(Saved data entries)
== Segment start ==
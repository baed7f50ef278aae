//! Per-interaction analysis state
//!
//! A `Session` owns the result of the most recent analysis. Starting a new
//! analysis discards whatever the previous one left behind.

use serde::Serialize;

use crate::ai::{AnalysisError, AnalysisRequest, Credential, ValidationError};
use crate::report::ReportInput;

/// Where the session is in its analysis lifecycle
#[derive(Debug, Clone, PartialEq, Eq, Serialize)]
#[serde(tag = "state", rename_all = "snake_case")]
pub enum SessionState {
    NoResult,
    AnalysisPending,
    Completed { result: String, input_text: String },
    Failed(AnalysisError),
}

impl SessionState {
    fn name(&self) -> &'static str {
        match self {
            Self::NoResult => "no_result",
            Self::AnalysisPending => "analysis_pending",
            Self::Completed { .. } => "completed",
            Self::Failed(_) => "failed",
        }
    }
}

#[derive(Debug, thiserror::Error)]
pub enum SessionError {
    #[error(transparent)]
    Validation(#[from] ValidationError),

    #[error("cannot {action} while session is {state}")]
    IllegalTransition {
        action: &'static str,
        state: &'static str,
    },
}

#[derive(Debug)]
pub struct Session {
    state: SessionState,
    /// Text of the request in flight
    pending_text: Option<String>,
}

impl Session {
    pub fn new() -> Self {
        Self {
            state: SessionState::NoResult,
            pending_text: None,
        }
    }

    pub fn state(&self) -> &SessionState {
        &self.state
    }

    /// Validate the request and enter `AnalysisPending`.
    ///
    /// A rejected request leaves the current state untouched.
    pub fn begin(
        &mut self,
        request: &AnalysisRequest,
        credential: Option<&Credential>,
    ) -> Result<(), SessionError> {
        if self.state == SessionState::AnalysisPending {
            return Err(self.illegal("begin an analysis"));
        }
        request.validate(credential)?;

        if !matches!(self.state, SessionState::NoResult) {
            tracing::info!("[Session] Discarding previous {} state", self.state.name());
        }

        self.pending_text = Some(request.text.clone());
        self.state = SessionState::AnalysisPending;
        Ok(())
    }

    pub fn complete(&mut self, result: String) -> Result<(), SessionError> {
        let input_text = self.take_pending("complete")?;
        tracing::info!("[Session] Analysis completed: {} chars", result.len());
        self.state = SessionState::Completed { result, input_text };
        Ok(())
    }

    pub fn fail(&mut self, error: AnalysisError) -> Result<(), SessionError> {
        self.take_pending("fail")?;
        tracing::info!("[Session] Analysis failed: {}", error.message);
        self.state = SessionState::Failed(error);
        Ok(())
    }

    /// Settle a pending analysis from the client's outcome
    pub fn finish(&mut self, outcome: Result<String, AnalysisError>) -> Result<(), SessionError> {
        match outcome {
            Ok(result) => self.complete(result),
            Err(error) => self.fail(error),
        }
    }

    /// Report material, only once an analysis has completed
    pub fn report_input(&self) -> Option<ReportInput<'_>> {
        match &self.state {
            SessionState::Completed { result, input_text } => {
                Some(ReportInput::new(result, input_text))
            }
            _ => None,
        }
    }

    fn take_pending(&mut self, action: &'static str) -> Result<String, SessionError> {
        if self.state != SessionState::AnalysisPending {
            return Err(self.illegal(action));
        }
        Ok(self.pending_text.take().unwrap_or_default())
    }

    fn illegal(&self, action: &'static str) -> SessionError {
        SessionError::IllegalTransition {
            action,
            state: self.state.name(),
        }
    }
}

impl Default for Session {
    fn default() -> Self {
        Self::new()
    }
}
use std::path::PathBuf;

use clap::{Args, Parser, Subcommand};

use crate::ai::{AnalysisRequest, AnalysisType, LegalArea, ModelChoice};
use crate::config::ConfigOverrides;
use crate::report::ReportFormat;

#[derive(Parser)]
#[command(name = "lexreview")]
#[command(about = "Compliance review of legal documents with a DeepSeek model")]
#[command(version)]
pub struct Cli {
    #[command(subcommand)]
    pub command: Command,
}

#[derive(Subcommand)]
pub enum Command {
    /// Extract plain text from a .docx or .pdf document
    Extract {
        /// Document to read
        file: PathBuf,
    },
    /// Print the analysis prompt without sending it
    Prompt {
        #[command(flatten)]
        input: InputArgs,
        #[command(flatten)]
        options: AnalysisOptions,
    },
    /// Analyze a document and write the reports
    Analyze {
        #[command(flatten)]
        input: InputArgs,
        #[command(flatten)]
        options: AnalysisOptions,
        #[command(flatten)]
        connection: ConnectionArgs,
        #[command(flatten)]
        output: OutputArgs,
    },
    /// List the selectable models
    Models,
}

/// Exactly one text source
#[derive(Args, Debug)]
#[group(required = true, multiple = false)]
pub struct InputArgs {
    /// Document to analyze (.docx or .pdf)
    #[arg(long)]
    pub file: Option<PathBuf>,

    /// Text to analyze, given inline
    #[arg(long)]
    pub text: Option<String>,

    /// UTF-8 text file to analyze (e.g. edited `extract` output)
    #[arg(long)]
    pub text_file: Option<PathBuf>,
}

#[derive(Args, Debug, Default)]
pub struct AnalysisOptions {
    /// Analysis dimensions, comma separated; pass the flag alone to select none
    /// [default: scientific,reasonableness,compliance]
    #[arg(long = "analysis", value_delimiter = ',', num_args = 0..)]
    pub analysis_types: Option<Vec<AnalysisType>>,

    /// Areas of law to focus on, in order; pass the flag alone to select none
    /// [default: company-law,contract-law]
    #[arg(long = "legal-areas", value_delimiter = ',', num_args = 0..)]
    pub legal_areas: Option<Vec<LegalArea>>,

    /// Additional analysis requirements
    #[arg(long)]
    pub custom: Option<String>,
}

impl AnalysisOptions {
    pub fn to_request(&self, text: String) -> AnalysisRequest {
        let mut request = AnalysisRequest::new(text).with_custom_instructions(self.custom.clone());
        if let Some(types) = &self.analysis_types {
            request = request.with_analysis_types(types.iter().copied());
        }
        if let Some(areas) = &self.legal_areas {
            request = request.with_legal_areas(areas.iter().copied());
        }
        request
    }
}

#[derive(Args, Debug, Default)]
pub struct ConnectionArgs {
    /// DeepSeek API key (overrides DEEPSEEK_API_KEY)
    #[arg(long)]
    pub api_key: Option<String>,

    /// API base URL (overrides DEEPSEEK_API_BASE)
    #[arg(long)]
    pub api_base: Option<String>,

    /// Model to use
    #[arg(long)]
    pub model: Option<ModelChoice>,
}

#[derive(Args, Debug, Default)]
pub struct OutputArgs {
    /// Directory for report files (overrides LEXREVIEW_OUTPUT_DIR)
    #[arg(long)]
    pub out_dir: Option<PathBuf>,

    /// Report formats to write [default: txt,docx,pdf]
    #[arg(long, value_delimiter = ',')]
    pub formats: Option<Vec<ReportFormat>>,

    /// Unicode TTF font for PDF reports (overrides LEXREVIEW_REPORT_FONT)
    #[arg(long)]
    pub font: Option<PathBuf>,

    /// Print the result only, write no report files
    #[arg(long)]
    pub no_reports: bool,
}

impl OutputArgs {
    pub fn formats(&self) -> Vec<ReportFormat> {
        self.formats
            .clone()
            .unwrap_or_else(|| ReportFormat::ALL.to_vec())
    }
}

/// CLI flags as configuration overrides
pub fn overrides(connection: &ConnectionArgs, output: &OutputArgs) -> ConfigOverrides {
    ConfigOverrides {
        api_key: connection.api_key.clone(),
        api_base: connection.api_base.clone(),
        model: connection.model,
        output_dir: output.out_dir.clone(),
        report_font: output.font.clone(),
    }
}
== Segment end ==
## Work instruction
Every line above from the line with "order; pass the flag alone to select none" to the line with "request = request.with_analysis_types(types.iter().copied());", both included, must be reproduced exactly, and no other line may appear.

## Reply to the exercise
    /// Areas of law to focus on, in order; pass the flag alone to select none
    /// [default: company-law,contract-law]
    #[arg(long = "legal-areas", value_delimiter = ',', num_args = 0..)]
    pub legal_areas: Option<Vec<LegalArea>>,

    /// Additional analysis requirements
    #[arg(long)]
    pub custom: Option<String>,
}

impl AnalysisOptions {
    pub fn to_request(&self, text: String) -> AnalysisRequest {
        let mut request = AnalysisRequest::new(text).with_custom_instructions(self.custom.clone());
        if let Some(types) = &self.analysis_types {
            request = request.with_analysis_types(types.iter().copied());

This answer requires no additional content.